Leukaemia

Leukaemia is a blood cancer that causes an uncontrolled production of abnormal and immature white cells.

What is leukaemia?

Leukaemia is the uncontrolled growth of abnormal white-blood cells, which impacts normal blood cell production in the bone marrow and reduces the number of healthy mature cells.1 This can lead to anaemia, a compromised immune system and bleeding problems.

There are four primary types of leukaemia, which are named according to the type of white blood cell affected (lymphoid or myeloid), and how the disease appears and progresses (acute or chronic).

Types of leukaemia

Cancers are classified as acute or chronic based on their rate of progression. Acute leukaemia is a rapidly progressing disease, while chronic leukaemia progresses slowly over months to years.

Treatment usually begins quickly after diagnosis for acute leukaemia given its rapid nature. Chronic leukaemia may not require treatment for a long time after it is diagnosed.

Acute Leukaemia

Healthy bone marrow produces blast cells, or immature white blood cells, which then develop into mature white cells, red cells and platelets.

When you have acute leukaemia, diseased bone marrow produces an excessive number of abnormal blast cells, called leukaemic cells, which build up in the bone marrow and interfere with the production of normal blood cells.

Common forms of acute leukaemia are:

  • Acute myeloid leukaemia (AML)
  • Acute lymphocytic leukaemia (ALL)

Chronic Leukaemia

In chronic leukaemia there is a build-up of mature but abnormal white blood cells that became malignant when developing from a blast cell.

Common forms of chronic leukaemia are:

  • Chronic myeloid leukaemia (CML)
  • Chronic lymphocytic leukaemia (CLL)

Signs and symptoms of leukaemia

While people with leukaemia may have mild symptoms, these can worsen over time to include:

  • Ongoing fatigue/tiredness
  • Pale complexion
  • Repeated infections such as mouth sores, sore throat, fevers, infected cuts, etc.
  • Losing weight without trying
  • Swollen lymph nodes, enlarged liver or spleen
  • Easy bleeding or bruising
  • Recurrent nosebleeds

Treatment

Frequently asked questions

Is leukaemia hereditary?

While most leukaemias are not hereditary, there are some genetic disorders which can increase the chance of developing leukaemia, such as Li-Fraumeni Syndrome and Downs Syndrome. 5

Some inherited conditions which affect the immune system, such as Bloom Syndrome, can also increase the risk for leukaemia.

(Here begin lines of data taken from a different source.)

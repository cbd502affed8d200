//! Index settings.

use std::collections::BTreeMap;

use serde_json::Value;

use super::IndexAdmin;
use crate::error::{ClientError, Result};
use crate::failure::{FailureKind, ServerFailure};
use crate::models::{AckResponse, IndexSettings};
use crate::normalize::settings_by_index;
use crate::transport::{Method, Transport};

impl<T: Transport> IndexAdmin<T> {
    /// Current settings, keyed by index name.
    ///
    /// Flat and nested server encodings are both accepted; use
    /// [`IndexSettings::get`] with a dotted path to read a value.
    pub async fn settings(&self) -> Result<BTreeMap<String, IndexSettings>> {
        let path = self.path("/_settings");
        let body = self.request(Method::Get, &path, None).await?;
        settings_by_index(&body)
    }

    /// Apply a partial settings update. Keys may be dotted or nested.
    ///
    /// # Errors
    /// [`ClientError::InvalidSetting`] when the server refuses to change a
    /// non-dynamic setting on an open index.
    pub async fn update_settings(&self, partial: &Value) -> Result<AckResponse> {
        if !partial.is_object() {
            return Err(ClientError::InvalidArgument(
                "settings update must be a JSON object".to_string(),
            ));
        }
        let path = self.path("/_settings");
        let response = self.send(Method::Put, &path, Some(partial), &[]).await?;
        if !response.is_success() {
            let failure = ServerFailure::from_response(&path, &response);
            return Err(match failure.kind() {
                FailureKind::NonDynamicSetting => ClientError::InvalidSetting {
                    index: self.name.to_string(),
                    message: failure.message,
                },
                _ => self.classify(failure),
            });
        }
        self.acknowledged("update_settings", response.into_body(&path)?)
    }
}
//! Tests for the configuration loader.
//!
//! Invariants:
//! - Tests use `serial_test` and `env_lock()` to prevent environment pollution.

use std::sync::Mutex;

pub mod env_tests;

/// Returns the global test lock for environment variable isolation.
pub fn env_lock() -> &'static Mutex<()> {
    crate::test_util::global_test_lock()
}

/// Every variable the loader reads, cleared so host settings never leak in.
pub const CLEARED_VARS: [(&str, Option<&str>); 7] = [
    ("ESADMIN_BASE_URL", None),
    ("ESADMIN_USERNAME", None),
    ("ESADMIN_PASSWORD", None),
    ("ESADMIN_API_KEY", None),
    ("ESADMIN_TIMEOUT", None),
    ("ESADMIN_MAX_RETRIES", None),
    ("ESADMIN_SKIP_VERIFY", None),
];
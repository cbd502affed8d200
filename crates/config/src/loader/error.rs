//! Error types for configuration loading.
//!
//! Invariants:
//! - Every variant names the offending variable or setting.
//! - Dotenv errors NEVER include raw .env line contents to prevent secret leakage.

use std::io::ErrorKind;
use thiserror::Error;

/// Errors that can occur during configuration loading.
#[derive(Error, Debug)]
pub enum ConfigError {
    #[error("Invalid value for {var}: {message}")]
    InvalidValue { var: String, message: String },

    #[error("Base URL is required. Set ESADMIN_BASE_URL or pass --base-url.")]
    MissingBaseUrl,

    #[error("Basic authentication requires both a username and a password")]
    IncompleteBasicAuth,

    #[error("invalid timeout: {message}")]
    InvalidTimeout { message: String },

    #[error("invalid max retries: {message}")]
    InvalidMaxRetries { message: String },

    /// Failed to parse the `.env` file due to invalid syntax.
    ///
    /// Only the byte index of the parse failure is kept, never the line.
    #[error(
        "Failed to parse .env file at position {error_index}. Hint: set DOTENV_DISABLED=1 to skip .env loading"
    )]
    DotenvParse { error_index: usize },

    /// Failed to read the `.env` file due to an I/O error.
    #[error("Failed to read .env file: {kind}")]
    DotenvIo { kind: ErrorKind },

    /// Unknown dotenv error (future variants from dotenvy crate).
    #[error("Failed to load .env file")]
    DotenvUnknown,
}
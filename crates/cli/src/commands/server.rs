//! Server information.

use anyhow::Result;
use esadmin_client::{is_major_version, supports_gateway_snapshots};
use serde_json::json;

use super::CommandContext;

pub async fn version(ctx: &CommandContext) -> Result<()> {
    let version = ctx.cluster().server_version().await?;
    ctx.output.json(&json!({
        "version": version.to_string(),
        "major": version.major,
        "minor": version.minor,
        "patch": version.patch,
        "qualifier": version.qualifier.as_deref(),
        "legacy": is_major_version(&version, 0),
        "gateway_snapshots": supports_gateway_snapshots(&version),
    }))
}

Are there risk factors for leukaemia?
  • Alcohol: There is some evidence to suggest that mothers who drink alcohol during pregnancy may increase the risk for development of acute myeloid leukaemia in their children.4 However, not all studies have found this and further research is needed.
  • Exposure to large levels of radiation (such as survivors from the Japanese atomic bomb) have an increased the risk for leukaemia. The risk from radiation exposure due to x-rays and scans is not conclusive, however it is thought the risk is small.3
  • Chemical exposure such as benzene also carries an increased risk for leukaemia.5
  • Previous treatments with chemotherapy drugs or radiation therapy can also increase the risk for AML and ALL.5
  • Smoking is a proven risk factor for acute myeloid leukaemia (AML).6
  • Siblings: Having a brother or sister with leukaemia slightly increases your risk of developing leukaemia, however having an identical twin with leukaemia increases the risk substantially more.